Você tem se apresentado muito em festivais, no Brasil e fora. Pode fazer uma comparação sobre como se estruturam aqui e lá? Li no seu blog, por exemplo, um texto que você cita do Daniel Ganjaman criticando a separação da área vip e da popular.
Bacana poder falar um pouquinho disso. Nós temos festivais bem legais, mas acho que poderíamos ter mais, sendo o Brasil um dos países, na minha opinião, mais musicais do mundo. Acho que poderia existir um incentivo maior de iniciativas privadas, empresas e principalmente do governo pra que pudéssemos ter mais opções. Não só festivais para os artistas de grandes públicos tocarem, mas também pras bandas que estão no começo, as indies e as de médio porte. Enfim, quando volto de experiências assim, uma quantidade enorme de festivais muito bem produzidos, organizados não só para o público mas também para os artistas, democráticos e, principalmente, sem aquela enorme "barriga" na frente do palco que separa o artista de seu público e ganha o nome de área VIP, dá uma vontade enorme de que possamos caminhar cada vez mais para isso.

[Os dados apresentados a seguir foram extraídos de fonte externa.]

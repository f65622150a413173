use super::error::PeerError;
use super::message::{Handshake, Message, HANDSHAKE_LEN};
use crate::constants::{MAX_MESSAGE_SIZE, READ_BUFFER_SIZE, WRITE_TIMEOUT};
use bytes::BytesMut;
use std::net::SocketAddr;
use tokio::io::{AsyncReadExt, AsyncWriteExt};
use tokio::net::TcpStream;
use tokio::time::timeout;

/// Framed peer wire transport over a TCP stream.
///
/// Partial frames stay in the read buffer between calls, so
/// [`receive_message`](Self::receive_message) is cancel-safe and can sit in
/// a `tokio::select!` next to outgoing traffic.
pub struct PeerTransport {
    stream: TcpStream,
    read_buf: BytesMut,
    peer_addr: SocketAddr,
}

impl PeerTransport {
    pub fn new(stream: TcpStream) -> Result<Self, PeerError> {
        let peer_addr = stream.peer_addr()?;
        stream.set_nodelay(true)?;
        Ok(Self {
            stream,
            read_buf: BytesMut::with_capacity(READ_BUFFER_SIZE),
            peer_addr,
        })
    }

    pub async fn send_handshake(&mut self, handshake: &Handshake) -> Result<(), PeerError> {
        self.write(&handshake.encode()).await
    }

    pub async fn receive_handshake(&mut self) -> Result<Handshake, PeerError> {
        self.fill(HANDSHAKE_LEN).await?;
        let data = self.read_buf.split_to(HANDSHAKE_LEN);
        Handshake::decode(&data)
    }

    pub async fn send_message(&mut self, message: &Message) -> Result<(), PeerError> {
        self.write(&message.encode()).await
    }

    pub async fn receive_message(&mut self) -> Result<Message, PeerError> {
        self.fill(4).await?;

        let length = u32::from_be_bytes([
            self.read_buf[0],
            self.read_buf[1],
            self.read_buf[2],
            self.read_buf[3],
        ]) as usize;

        if length > MAX_MESSAGE_SIZE {
            return Err(PeerError::MessageTooLarge(length));
        }

        let total_len = 4 + length;
        self.fill(total_len).await?;

        let data = self.read_buf.split_to(total_len);
        Message::decode(data.freeze())
    }

    pub fn peer_addr(&self) -> SocketAddr {
        self.peer_addr
    }

    async fn fill(&mut self, len: usize) -> Result<(), PeerError> {
        if self.read_buf.capacity() < len {
            self.read_buf.reserve(len - self.read_buf.len());
        }
        while self.read_buf.len() < len {
            let n = self.stream.read_buf(&mut self.read_buf).await?;
            if n == 0 {
                return Err(PeerError::ConnectionClosed);
            }
        }
        Ok(())
    }

    async fn write(&mut self, data: &[u8]) -> Result<(), PeerError> {
        timeout(WRITE_TIMEOUT, self.stream.write_all(data))
            .await
            .map_err(|_| PeerError::Timeout)??;
        Ok(())
    }
}
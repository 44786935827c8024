//! Rule-based object classification from aggregate track features.

use verge_types::{Classification, ObjectClass};

/// Tag recorded with every classification result.
pub const MODEL_TAG: &str = "rules-v1";

/// Aggregate features the rules consume; a cheap projection of a track.
#[derive(Debug, Clone, Copy)]
pub struct TrackFeatures {
    pub observation_count: u64,
    pub avg_length_m: f64,
    pub avg_width_m: f64,
    pub avg_height_m: f64,
    pub max_height_p95_m: f64,
    pub avg_speed_mps: f64,
    pub peak_speed_mps: f64,
}

/// Classify a track once it has accumulated enough observations.
///
/// Deterministic, so re-applying the result to a track is idempotent.
pub fn classify(features: &TrackFeatures, min_observations: u64) -> Option<Classification> {
    if features.observation_count < min_observations {
        return None;
    }

    let f = features;
    let (class, confidence) = if is_bird(f) {
        (ObjectClass::Bird, 0.5 + 0.2 * airborne_margin(f))
    } else if is_pedestrian(f) {
        (ObjectClass::Pedestrian, 0.6 + 0.3 * pedestrian_margin(f))
    } else if is_car(f) {
        (ObjectClass::Car, 0.6 + 0.3 * car_margin(f))
    } else {
        (ObjectClass::Other, 0.3)
    };

    Some(Classification {
        class,
        confidence: confidence.clamp(0.0, 1.0),
        model: MODEL_TAG.to_string(),
    })
}

fn is_pedestrian(f: &TrackFeatures) -> bool {
    f.avg_length_m < 1.2
        && f.avg_width_m < 1.2
        && (0.3..=2.3).contains(&f.max_height_p95_m)
        && f.avg_speed_mps < 3.5
        && f.peak_speed_mps < 6.0
}

fn pedestrian_margin(f: &TrackFeatures) -> f64 {
    // Walking pace near 1.4 m/s is the strongest signal.
    1.0 - ((f.avg_speed_mps - 1.4).abs() / 3.0).min(1.0)
}

fn is_car(f: &TrackFeatures) -> bool {
    (2.0..=8.0).contains(&f.avg_length_m)
        && (1.2..=3.0).contains(&f.avg_width_m)
        && f.max_height_p95_m < 3.0
}

fn car_margin(f: &TrackFeatures) -> f64 {
    let length_fit = 1.0 - ((f.avg_length_m - 4.5).abs() / 4.0).min(1.0);
    let moving = (f.avg_speed_mps / 10.0).min(1.0);
    (length_fit + moving) / 2.0
}

fn is_bird(f: &TrackFeatures) -> bool {
    f.avg_length_m < 0.7 && f.avg_width_m < 0.7 && f.max_height_p95_m > 2.3
}

fn airborne_margin(f: &TrackFeatures) -> f64 {
    ((f.max_height_p95_m - 2.3) / 2.0).clamp(0.0, 1.0)
}

#[cfg(test)]
mod tests {
    use super::*;

    fn features() -> TrackFeatures {
        TrackFeatures {
            observation_count: 20,
            avg_length_m: 0.5,
            avg_width_m: 0.5,
            avg_height_m: 1.6,
            max_height_p95_m: 1.7,
            avg_speed_mps: 1.3,
            peak_speed_mps: 2.0,
        }
    }

    #[test]
    fn below_observation_floor_is_unclassified() {
        let f = features();
        assert!(classify(&f, 30).is_none());
        assert!(classify(&f, 10).is_some());
    }

    #[test]
    fn walker_is_pedestrian() {
        let result = classify(&features(), 10).unwrap();
        assert_eq!(result.class, ObjectClass::Pedestrian);
        assert!(result.confidence > 0.6);
        assert_eq!(result.model, MODEL_TAG);
    }

    #[test]
    fn sedan_is_car() {
        let f = TrackFeatures {
            observation_count: 40,
            avg_length_m: 4.6,
            avg_width_m: 1.9,
            avg_height_m: 1.4,
            max_height_p95_m: 1.5,
            avg_speed_mps: 12.0,
            peak_speed_mps: 15.0,
        };
        let result = classify(&f, 10).unwrap();
        assert_eq!(result.class, ObjectClass::Car);
    }

    #[test]
    fn small_high_object_is_bird() {
        let f = TrackFeatures {
            observation_count: 15,
            avg_length_m: 0.3,
            avg_width_m: 0.2,
            avg_height_m: 0.2,
            max_height_p95_m: 3.2,
            avg_speed_mps: 6.0,
            peak_speed_mps: 9.0,
        };
        let result = classify(&f, 10).unwrap();
        assert_eq!(result.class, ObjectClass::Bird);
    }

    #[test]
    fn classification_is_deterministic() {
        let f = features();
        assert_eq!(classify(&f, 10), classify(&f, 10));
    }
}
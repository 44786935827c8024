use clap::Parser;
use color_eyre::eyre::Result;

use verge::verge_start;

/// re-run the perception pipeline over a recorded tap segment
#[derive(Debug, Parser)]
#[command(author, version, about)]
struct VergeOfflineCliArgs {
    /// Configuration file (JSON)
    config_file: std::path::PathBuf,
    /// Recorded tap segment to replay
    segment_file: std::path::PathBuf,
}

fn main() -> Result<()> {
    verge_start("verge-offline")?;
    tracing_subscriber::fmt()
        .with_env_filter(tracing_subscriber::EnvFilter::from_default_env())
        .init();

    let args = VergeOfflineCliArgs::parse();
    let cfg = verge_config_data::parse_config_file(&args.config_file)?;
    let stats = verge_offline::replay_segment(&cfg, &args.segment_file)?;
    println!(
        "{} datagrams ({} unparseable), {} frames, {} clusters, {} confirmed tracks",
        stats.datagrams,
        stats.parse_errors,
        stats.frames,
        stats.clusters,
        stats.confirmed_tracks
    );
    Ok(())
}
use std::sync::atomic::{AtomicU64, Ordering};

use tracing::info;

/// Scene-level counters, updated by the processor and read by the
/// diagnostics logger.
#[derive(Debug, Default)]
pub struct PipelineStats {
    pub frames_processed: AtomicU64,
    pub returns_seen: AtomicU64,
    pub foreground_points: AtomicU64,
    pub clusters_emitted: AtomicU64,
    /// Frames in which clustering found nothing despite foreground points.
    pub empty_box_frames: AtomicU64,
    pub tap_dropped: AtomicU64,
}

impl PipelineStats {
    pub fn record_frame(&self, returns: usize, foreground: usize, clusters: usize) {
        self.frames_processed.fetch_add(1, Ordering::Relaxed);
        self.returns_seen.fetch_add(returns as u64, Ordering::Relaxed);
        self.foreground_points
            .fetch_add(foreground as u64, Ordering::Relaxed);
        self.clusters_emitted
            .fetch_add(clusters as u64, Ordering::Relaxed);
        if foreground > 0 && clusters == 0 {
            self.empty_box_frames.fetch_add(1, Ordering::Relaxed);
        }
    }

    pub fn record_tap_drop(&self) {
        self.tap_dropped.fetch_add(1, Ordering::Relaxed);
    }

    /// Fraction of returns flagged foreground since startup.
    pub fn foreground_capture_ratio(&self) -> f64 {
        let returns = self.returns_seen.load(Ordering::Relaxed);
        if returns == 0 {
            return 0.0;
        }
        self.foreground_points.load(Ordering::Relaxed) as f64 / returns as f64
    }

    pub fn log_summary(&self) {
        info!(
            "pipeline: {} frames, {} returns, {} foreground ({:.4} capture), {} clusters, {} empty-box frames, {} tap drops",
            self.frames_processed.load(Ordering::Relaxed),
            self.returns_seen.load(Ordering::Relaxed),
            self.foreground_points.load(Ordering::Relaxed),
            self.foreground_capture_ratio(),
            self.clusters_emitted.load(Ordering::Relaxed),
            self.empty_box_frames.load(Ordering::Relaxed),
            self.tap_dropped.load(Ordering::Relaxed),
        );
    }
}
pub mod motion_model_2d;
pub mod observation_model_2d;

pub use motion_model_2d::{ConstantVelocity2DModel, MotionModel2DFixedDt};
pub use observation_model_2d::PositionObservation2D;

#[cfg(test)]
mod tests {
    use adskalman::{ObservationModel, StateAndCovariance, TransitionModelLinearNoControl};
    use approx::assert_relative_eq;
    use nalgebra::{Matrix4, Vector2, Vector4};

    use crate::{ConstantVelocity2DModel, PositionObservation2D};

    #[test]
    fn predict_moves_state_and_grows_covariance() {
        let model = ConstantVelocity2DModel::new(0.1, 0.01);
        let fixed = model.calc_for_dt(0.5);

        let state = Vector4::new(1.0, 2.0, 2.0, -4.0);
        let covariance = Matrix4::identity();
        let prior = fixed.predict(&StateAndCovariance::new(state, covariance));

        assert_relative_eq!(prior.state()[0], 2.0, epsilon = 1e-12);
        assert_relative_eq!(prior.state()[1], 0.0, epsilon = 1e-12);
        assert_relative_eq!(prior.state()[2], 2.0, epsilon = 1e-12);
        assert_relative_eq!(prior.state()[3], -4.0, epsilon = 1e-12);

        // F P F' + Q must exceed the prior position variance.
        assert!(prior.covariance()[(0, 0)] > 1.0);
        assert!(prior.covariance()[(2, 2)] > 1.0);
    }

    #[test]
    fn process_noise_scales_with_dt() {
        let model = ConstantVelocity2DModel::new(0.2, 0.05);
        let short = model.calc_for_dt(0.1);
        let long = model.calc_for_dt(1.0);
        assert_relative_eq!(short.Q()[(0, 0)] * 10.0, long.Q()[(0, 0)], epsilon = 1e-12);
        assert_relative_eq!(short.Q()[(2, 2)] * 10.0, long.Q()[(2, 2)], epsilon = 1e-12);
    }

    #[test]
    fn measurement_noise_widens_with_range() {
        let near = PositionObservation2D::for_range(0.05, 5.0, 0.003);
        let far = PositionObservation2D::for_range(0.05, 80.0, 0.003);
        let (near_x, near_y) = near.noise_variances();
        let (far_x, far_y) = far.noise_variances();
        assert_relative_eq!(near_x, near_y, epsilon = 1e-12);
        assert_relative_eq!(near_x, 0.05 + 0.015f64.powi(2), epsilon = 1e-12);
        assert!(far_x > near_x);
        assert_relative_eq!(far_y, 0.05 + 0.24f64.powi(2), epsilon = 1e-12);
    }

    #[test]
    fn update_pulls_state_toward_observation() {
        let model = ConstantVelocity2DModel::new(0.1, 0.01);
        let fixed = model.calc_for_dt(0.1);
        let obs_model = PositionObservation2D::new(0.01);

        let state = Vector4::new(0.0, 0.0, 0.0, 0.0);
        let covariance = Matrix4::identity();
        let prior = fixed.predict(&StateAndCovariance::new(state, covariance));

        let observation = Vector2::new(1.0, -1.0);
        let posterior = obs_model
            .update(&prior, &observation, adskalman::CovarianceUpdateMethod::JosephForm)
            .unwrap();

        assert!(posterior.state()[0] > 0.9);
        assert!(posterior.state()[1] < -0.9);
        // Posterior variance shrinks after an observation.
        assert!(posterior.covariance()[(0, 0)] < prior.covariance()[(0, 0)]);
    }
}
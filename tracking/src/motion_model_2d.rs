use num_traits::{One, Zero};

use nalgebra::core::dimension::U4;
use nalgebra::{OMatrix, RealField};

use adskalman::TransitionModelLinearNoControl;

/// constant velocity planar motion model parameterized by `dt`
///
/// The important method is `calc_for_dt()`. Calling this
/// returns a motion model for a specific `dt`.
///
/// The state vector is [x y xvel yvel].
#[derive(Debug, Clone)]
pub struct ConstantVelocity2DModel<R: RealField> {
    process_noise_pos: R,
    process_noise_vel: R,
}

impl<R: RealField + Copy> ConstantVelocity2DModel<R> {
    pub fn new(process_noise_pos: R, process_noise_vel: R) -> Self {
        Self {
            process_noise_pos,
            process_noise_vel,
        }
    }

    /// For a given `dt`, create a new instance of the motion model.
    pub fn calc_for_dt(&self, dt: R) -> MotionModel2DFixedDt<R> {
        let zero: R = Zero::zero();
        let one: R = One::one();

        // Create transition model. 2D position and 2D velocity.
        // This is "A" in most Kalman filter descriptions.
        #[rustfmt::skip]
        let transition_model = OMatrix::<R,U4,U4>::new(
                          one, zero,   dt, zero,
                         zero,  one, zero,   dt,
                         zero, zero,  one, zero,
                         zero, zero, zero,  one);
        let transition_model_transpose = transition_model.transpose();

        // Diagonal process noise scaled by dt, position and velocity
        // components weighted independently. This is "Q" in most Kalman
        // filter descriptions.
        let qp = self.process_noise_pos * dt;
        let qv = self.process_noise_vel * dt;
        #[rustfmt::skip]
        let transition_noise_covariance = OMatrix::<R,U4,U4>::new(
                          qp, zero, zero, zero,
                        zero,   qp, zero, zero,
                        zero, zero,   qv, zero,
                        zero, zero, zero,   qv);
        MotionModel2DFixedDt {
            transition_model,
            transition_model_transpose,
            transition_noise_covariance,
        }
    }
}

/// constant velocity planar motion model for fixed dt
///
/// The state vector is [x y xvel yvel]
#[derive(Debug)]
pub struct MotionModel2DFixedDt<R: RealField> {
    transition_model: OMatrix<R, U4, U4>,
    transition_model_transpose: OMatrix<R, U4, U4>,
    transition_noise_covariance: OMatrix<R, U4, U4>,
}

impl<R: RealField> TransitionModelLinearNoControl<R, U4> for MotionModel2DFixedDt<R> {
    fn F(&self) -> &OMatrix<R, U4, U4> {
        &self.transition_model
    }
    fn FT(&self) -> &OMatrix<R, U4, U4> {
        &self.transition_model_transpose
    }
    fn Q(&self) -> &OMatrix<R, U4, U4> {
        &self.transition_noise_covariance
    }
}
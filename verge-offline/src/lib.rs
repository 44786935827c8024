//! Replay recorded tap segments through the full perception pipeline,
//! producing the same database rows the live service would have written.

use std::path::Path;

use tracing::{info, warn};

use sweep2::{FrameBuilder, PacketParser, SensorPose, SweepProcessor};
use verge_config_data::{TuningRegistry, VergeConfig};
use verge_store::spawn_store_writer;
use verge_types::segment::SegmentReader;
use verge_types::{RingCalibration, SensorId};

#[derive(thiserror::Error, Debug)]
pub enum Error {
    #[error("IO error: {source}")]
    Io {
        #[from]
        source: std::io::Error,
    },
    #[error("{source}")]
    Segment {
        #[from]
        source: verge_types::segment::SegmentError,
    },
    #[error("{source}")]
    Calibration {
        #[from]
        source: verge_types::calibration::CalibrationError,
    },
    #[error("{source}")]
    Sweep2 {
        #[from]
        source: sweep2::Error,
    },
    #[error("{source}")]
    Store {
        #[from]
        source: verge_store::Error,
    },
}

pub type Result<T> = std::result::Result<T, Error>;

#[derive(Debug, Default, Clone)]
pub struct ReplayStats {
    pub datagrams: u64,
    pub parse_errors: u64,
    pub frames: u64,
    pub clusters: u64,
    pub confirmed_tracks: usize,
}

/// Run the recorded datagrams through parser, frame builder and processor,
/// persisting into the configured database.
///
/// Replay is frame-serial and uses the recorded timestamps, so the output
/// is deterministic for a given segment and configuration.
pub fn replay_segment<P: AsRef<Path>>(cfg: &VergeConfig, segment_path: P) -> Result<ReplayStats> {
    let sensor = SensorId::new(cfg.sensor_id.clone());
    let registry = TuningRegistry::new(cfg.tuning.clone());
    let calibration = match &cfg.calibration_path {
        Some(path) => RingCalibration::from_json_file(path)?,
        None => RingCalibration::sr16(),
    };
    let pose = match &cfg.sensor_pose {
        Some(entries) => SensorPose::from_row_major(entries)?,
        None => SensorPose::identity(),
    };

    let mut reader = SegmentReader::new(std::fs::File::open(segment_path.as_ref())?)?;
    info!("replaying {}", segment_path.as_ref().display());

    let (store, store_join) = spawn_store_writer(&cfg.database_path, 4096)?;
    let processor = SweepProcessor::new(
        sensor.clone(),
        registry.clone(),
        calibration.clone(),
        pose,
        store.clone(),
    );
    let parser = PacketParser::new(calibration);
    let mut builder = FrameBuilder::new(sensor);

    let mut stats = ReplayStats::default();
    let mut last_data_ns = 0i64;
    while let Some(datagram) = reader.next_datagram()? {
        stats.datagrams += 1;
        let params = registry.current();
        match parser.parse_datagram(&datagram) {
            Ok(parsed) => {
                builder.set_motor_rpm(parsed.motor_rpm);
                for pt in parsed.points {
                    last_data_ns = last_data_ns.max(pt.timestamp_ns);
                    if let Some(frame) = builder.push_point(pt, &params) {
                        let summary = processor.process_frame(frame);
                        stats.frames += 1;
                        stats.clusters += summary.clusters as u64;
                        stats.confirmed_tracks = summary.confirmed_tracks;
                    }
                }
            }
            Err(e) => {
                warn!("datagram {} unparseable: {e}", stats.datagrams);
            }
        }
    }
    stats.parse_errors = parser.parse_error_count();

    // Flush the trailing partial frame the same way the live cleanup
    // timer would.
    let params = registry.current();
    let far_future = last_data_ns + (params.buffer_timeout * 1e9) as i64 + 1;
    if let Some(frame) = builder.finalize_stale(far_future, &params) {
        let summary = processor.process_frame(frame);
        stats.frames += 1;
        stats.clusters += summary.clusters as u64;
        stats.confirmed_tracks = summary.confirmed_tracks;
    }

    if let Err(e) = processor.flush_snapshot("final_flush", last_data_ns) {
        warn!("final snapshot failed: {e}");
    }
    store.quit();
    match store_join.join() {
        Ok(result) => result?,
        Err(_) => warn!("store writer panicked"),
    }

    info!(
        "replay done: {} datagrams, {} frames, {} clusters",
        stats.datagrams, stats.frames, stats.clusters
    );
    Ok(stats)
}
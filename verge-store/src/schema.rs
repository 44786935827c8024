use std::path::Path;

use crate::{Error, Result};

/// Version written by this binary's bootstrap. The out-of-process migration
/// runner owns forward migrations; we only bootstrap empty databases and
/// verify compatibility.
pub const SCHEMA_VERSION: i64 = 1;

const CREATE_SQL: &str = "
CREATE TABLE IF NOT EXISTS schema_version (
    version INTEGER NOT NULL,
    dirty INTEGER NOT NULL DEFAULT 0
);

CREATE TABLE IF NOT EXISTS sensor_frame (
    sensor_id TEXT NOT NULL,
    frame INTEGER NOT NULL,
    started_at_ns INTEGER NOT NULL,
    ended_at_ns INTEGER NOT NULL,
    point_count INTEGER NOT NULL,
    foreground_count INTEGER NOT NULL,
    background_count INTEGER NOT NULL
);
CREATE INDEX IF NOT EXISTS idx_sensor_frame_sensor
    ON sensor_frame(sensor_id, frame);

CREATE TABLE IF NOT EXISTS foreground_cluster (
    sensor_id TEXT NOT NULL,
    frame INTEGER NOT NULL,
    timestamp_ns INTEGER NOT NULL,
    cluster_id INTEGER NOT NULL,
    centroid_x REAL NOT NULL,
    centroid_y REAL NOT NULL,
    centroid_z REAL NOT NULL,
    centroid_sensor_id TEXT NOT NULL,
    aabb_min_x REAL NOT NULL,
    aabb_min_y REAL NOT NULL,
    aabb_min_z REAL NOT NULL,
    aabb_max_x REAL NOT NULL,
    aabb_max_y REAL NOT NULL,
    aabb_max_z REAL NOT NULL,
    obb_cx REAL NOT NULL,
    obb_cy REAL NOT NULL,
    obb_length_m REAL NOT NULL,
    obb_width_m REAL NOT NULL,
    obb_height_m REAL NOT NULL,
    obb_heading_rad REAL NOT NULL,
    point_count INTEGER NOT NULL,
    intensity_mean REAL NOT NULL,
    height_p95 REAL NOT NULL
);
CREATE INDEX IF NOT EXISTS idx_foreground_cluster_frame
    ON foreground_cluster(sensor_id, frame);

CREATE TABLE IF NOT EXISTS track (
    id TEXT PRIMARY KEY NOT NULL,
    sensor_id TEXT NOT NULL,
    state TEXT NOT NULL,
    observation_count INTEGER NOT NULL,
    avg_length_m REAL NOT NULL,
    avg_width_m REAL NOT NULL,
    avg_height_m REAL NOT NULL,
    max_height_p95_m REAL NOT NULL,
    avg_speed_mps REAL NOT NULL,
    peak_speed_mps REAL NOT NULL,
    velocity_alignment_rad REAL NOT NULL,
    heading_jitter_rad REAL NOT NULL,
    speed_jitter_mps REAL NOT NULL,
    occlusion_count INTEGER NOT NULL,
    max_occlusion_frames INTEGER NOT NULL,
    merge_candidate INTEGER NOT NULL,
    split_candidate INTEGER NOT NULL,
    class TEXT,
    class_confidence REAL,
    class_model TEXT,
    first_seen_ns INTEGER NOT NULL,
    last_seen_ns INTEGER NOT NULL
);
CREATE INDEX IF NOT EXISTS idx_track_sensor_state ON track(sensor_id, state);

CREATE TABLE IF NOT EXISTS track_observation (
    track_id TEXT NOT NULL REFERENCES track(id) ON DELETE CASCADE,
    timestamp_ns INTEGER NOT NULL,
    x REAL NOT NULL,
    y REAL NOT NULL,
    vx REAL NOT NULL,
    vy REAL NOT NULL,
    speed_mps REAL NOT NULL,
    heading_rad REAL NOT NULL,
    obb_length_m REAL NOT NULL,
    obb_width_m REAL NOT NULL,
    obb_height_m REAL NOT NULL,
    PRIMARY KEY (track_id, timestamp_ns)
);

CREATE TABLE IF NOT EXISTS background_snapshot (
    sensor_id TEXT NOT NULL,
    taken_at_ns INTEGER NOT NULL,
    reason TEXT NOT NULL,
    blob BLOB NOT NULL
);
";

/// Bootstrap an empty database or verify an existing one is usable.
pub fn ensure_schema(conn: &rusqlite::Connection, path: &Path) -> Result<()> {
    let existing: Option<(i64, bool)> = {
        let has_version_table: bool = conn.query_row(
            "SELECT COUNT(*) FROM sqlite_master WHERE type = 'table' AND name = 'schema_version'",
            [],
            |row| row.get::<_, i64>(0).map(|n| n > 0),
        )?;
        if has_version_table {
            conn.query_row(
                "SELECT version, dirty FROM schema_version LIMIT 1",
                [],
                |row| Ok((row.get(0)?, row.get(1)?)),
            )
            .map(Some)
            .unwrap_or(None)
        } else {
            None
        }
    };

    match existing {
        Some((version, true)) => {
            // A migration died partway. Abort before touching anything.
            Err(Error::DirtySchema {
                path: path.to_path_buf(),
                version,
            })
        }
        Some((version, false)) if version > SCHEMA_VERSION => Err(Error::SchemaTooNew {
            actual: version,
            supported: SCHEMA_VERSION,
        }),
        Some(_) => Ok(()),
        None => {
            conn.execute_batch(CREATE_SQL)?;
            conn.execute(
                "INSERT INTO schema_version (version, dirty) VALUES (?1, 0)",
                [SCHEMA_VERSION],
            )?;
            Ok(())
        }
    }
}

#[cfg(test)]
mod tests {
    use super::*;

    #[test]
    fn bootstrap_then_reopen() {
        let dir = tempfile::tempdir().unwrap();
        let path = dir.path().join("t.sqlite");
        {
            let conn = crate::open_store(&path).unwrap();
            let version: i64 = conn
                .query_row("SELECT version FROM schema_version", [], |r| r.get(0))
                .unwrap();
            assert_eq!(version, SCHEMA_VERSION);
        }
        // Second open must be a no-op, not a re-bootstrap.
        let conn = crate::open_store(&path).unwrap();
        let rows: i64 = conn
            .query_row("SELECT COUNT(*) FROM schema_version", [], |r| r.get(0))
            .unwrap();
        assert_eq!(rows, 1);
    }

    #[test]
    fn dirty_schema_refused() {
        let dir = tempfile::tempdir().unwrap();
        let path = dir.path().join("t.sqlite");
        {
            let conn = crate::open_store(&path).unwrap();
            conn.execute("UPDATE schema_version SET dirty = 1", []).unwrap();
        }
        match crate::open_store(&path) {
            Err(Error::DirtySchema { version, .. }) => assert_eq!(version, SCHEMA_VERSION),
            other => panic!("expected DirtySchema, got {other:?}"),
        }
    }
}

Você já declarou que "Vagarosa" veio de um desejo de desacelerar o ritmo apressado de trabalho e de acúmulo de dinheiro que rege o tempo atual. Conseguiu? Como está sua rotina?
Sim e não. Sim pois acho que levo a minha vida de uma maneira em que participo das coisas que amo e que são de fato importantes em minha rotina
cuidar e brincar com minha filha, encontrar amigos, tentar administrar o tempo no dia a dia com espaços para outras coisas que não sejam só "função". Várias vezes, deixo de fazer algo profissional pois não quero estar longe numa data de importância pessoal, familiar, enfim
isso é uma virtude enorme de ser minha própria "chefa". E as vezes não também, não consigo dar conta de tudo e me pego acumulando funções e ficando doida!
Você tem composto? O que tem te interessado ao fazer música?
Tenho sim, na verdade eu nunca páro de escrever, no máximo dou uma pausa quando a correria está muito brava. É muito tênue essa linha de onde começa um disco e termina outro, para mim um vai se fundindo com o outro e, quando você vê, já está com novas histórias para contar e quer ir para o estúdio gravar. Já tenho algumas ideias em mente, ainda não tenho datas nem dados práticos, mas creio que ano que vem estarei com disco novo sim. Tenho escutado muito Erasmo e um disco chamado Lambada das Quebradas, do Mestre Vieira da guitarradas. Estou completamente apaixonada por guitarrada.
Como está sua carreira internacional?
Está muito legal, mês passado eu conheci o leste europeu e fiquei impressionada com a receptividade deles com a música brasileira. Foi demais. Agora estou me preparando pra voltar para os Estados Unidos no final de abril.